# Work item:
Among the records that follow, find the line with "pub use repurposing::RepurposingAgent;" and the line with "fn instruction(&self, query: &str)". Set down those lines and all lines between them exactly, without adding anything.
· · ·
//! UniProt Client

use serde::{Deserialize, Serialize};
use serde_json::Value;
use tracing::info;

use super::{non_empty, BioDataClient, SourceError};

/// Condensed UniProtKB entry used as a protein target candidate
#[derive(Debug, Clone, PartialEq, Serialize, Deserialize)]
#[serde(rename_all = "camelCase")]
pub struct UniProtEntry {
    pub id: String,
    #[serde(skip_serializing_if = "Option::is_none")]
    pub name: Option<String>,
    #[serde(skip_serializing_if = "Option::is_none")]
    pub gene: Option<String>,
    #[serde(skip_serializing_if = "Option::is_none")]
    pub function: Option<String>,
}

fn nested_str(value: &Value, path: &[&str]) -> Option<String> {
    path.iter()
        .try_fold(value, |current, key| current.get(*key))
        .and_then(|v| v.as_str())
        .map(String::from)
}

fn parse_entry(result: &Value) -> Option<UniProtEntry> {
    let id = nested_str(result, &["primaryAccession"])?;

    let name = nested_str(
        result,
        &["proteinDescription", "recommendedName", "fullName", "value"],
    );

    let gene = result
        .get("genes")
        .and_then(|g| g.as_array())
        .and_then(|g| g.first())
        .and_then(|g| nested_str(g, &["geneName", "value"]));

    let function = result
        .get("comments")
        .and_then(|c| c.as_array())
        .and_then(|comments| {
            comments
                .iter()
                .find(|c| c.get("commentType").and_then(|t| t.as_str()) == Some("FUNCTION"))
        })
        .and_then(|c| c.get("texts"))
        .and_then(|t| t.as_array())
        .and_then(|t| t.first())
        .and_then(|t| nested_str(t, &["value"]));

    Some(UniProtEntry {
        id,
        name,
        gene,
        function,
    })
}

impl BioDataClient {
    pub async fn fetch_uniprot(&self, query: &str) -> Result<Option<Vec<UniProtEntry>>, SourceError> {
        let url = format!("{}/uniprotkb/search", self.config().uniprot_base);
        let size = self.config().uniprot_max_results.to_string();
        let body: Value = self
            .http()
            .get(&url)
            .query(&[("query", query), ("format", "json"), ("size", size.as_str())])
            .send()
            .await?
            .error_for_status()?
            .json()
            .await?;

        let Some(results) = body.get("results").and_then(|r| r.as_array()) else {
            return Ok(None);
        };

        let entries: Vec<UniProtEntry> = results.iter().filter_map(parse_entry).collect();

        info!(count = entries.len(), "UniProt lookup completed");
        Ok(non_empty(entries))
    }
}
//! Agent System
//!
//! Each agent is a fixed instruction template plus an output schema, bound to the shared
//! [`GenerationInvoker`]:
//!
//! - **Clinical Agent**: prevalence, inheritance and classification
//! - **Bio-Mechanism Agent**: molecular mechanism, target proteins, cellular vulnerability
//! - **Discovery Agent**: clinical trials, cross-disease insights, bibliography
//! - **Repurposing Agent**: on-demand drug repurposing candidates
//!
//! ## Pipeline Overview
//!
//! ```text
//!            Grounding Context
//!                    │
//!      ┌─────────────┼─────────────┐
//!      ▼             ▼             ▼
//! ┌──────────┐ ┌──────────┐ ┌───────────┐
//! │ Clinical │ │   Bio-   │ │ Discovery │   (concurrent)
//! │  Agent   │ │Mechanism │ │   Agent   │
//! └──────────┘ └──────────┘ └───────────┘
//!      │             │             │
//!      └─────────────┼─────────────┘
//!                    ▼
//!             Disease Insight ──► Repurposing Agent (later, on demand)
//! ```

pub mod clinical;
pub mod discovery;
pub mod invoker;
pub mod mechanism;
pub mod repurposing;

pub use clinical::ClinicalAgent;
pub use discovery::DiscoveryAgent;
pub use invoker::{AgentError, AgentInvocation, GenerationInvoker};
pub use mechanism::MechanismAgent;
pub use repurposing::RepurposingAgent;

use serde::de::DeserializeOwned;
use serde_json::Value;

use crate::citations::CitationSink;
use crate::events::LogSink;
use crate::grounding::GroundingContext;

/// A primary agent run against the shared grounding context.
pub trait ResearchAgent: Send + Sync {
    type Fragment: DeserializeOwned + Default + Send;

    const LABEL: &'static str;
    const START_LOGS: &'static [&'static str];

    fn instruction(&self, query: &str) -> String;

    /// Output schema in the generation service's `responseSchema` dialect
    fn schema(&self) -> Value;
}

impl GenerationInvoker {
    pub async fn run_agent<A: ResearchAgent>(
        &self,
        agent: &A,
        query: &str,
        context: &GroundingContext,
        log: &LogSink,
        citations: &CitationSink,
    ) -> Result<A::Fragment, AgentError> {
        let invocation = AgentInvocation {
            label: A::LABEL,
            start_logs: A::START_LOGS,
            context: context.as_str(),
            query: Some(query),
            instruction: agent.instruction(query),
            schema: agent.schema(),
            thinking_budget: self.thinking_budget(),
        };

        self.invoke(&invocation, log, citations).await
    }
}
· · ·
# Answer box:
pub use repurposing::RepurposingAgent;

use serde::de::DeserializeOwned;
use serde_json::Value;

use crate::citations::CitationSink;
use crate::events::LogSink;
use crate::grounding::GroundingContext;

/// A primary agent run against the shared grounding context.
pub trait ResearchAgent: Send + Sync {
    type Fragment: DeserializeOwned + Default + Send;

    const LABEL: &'static str;
    const START_LOGS: &'static [&'static str];

    fn instruction(&self, query: &str) -> String;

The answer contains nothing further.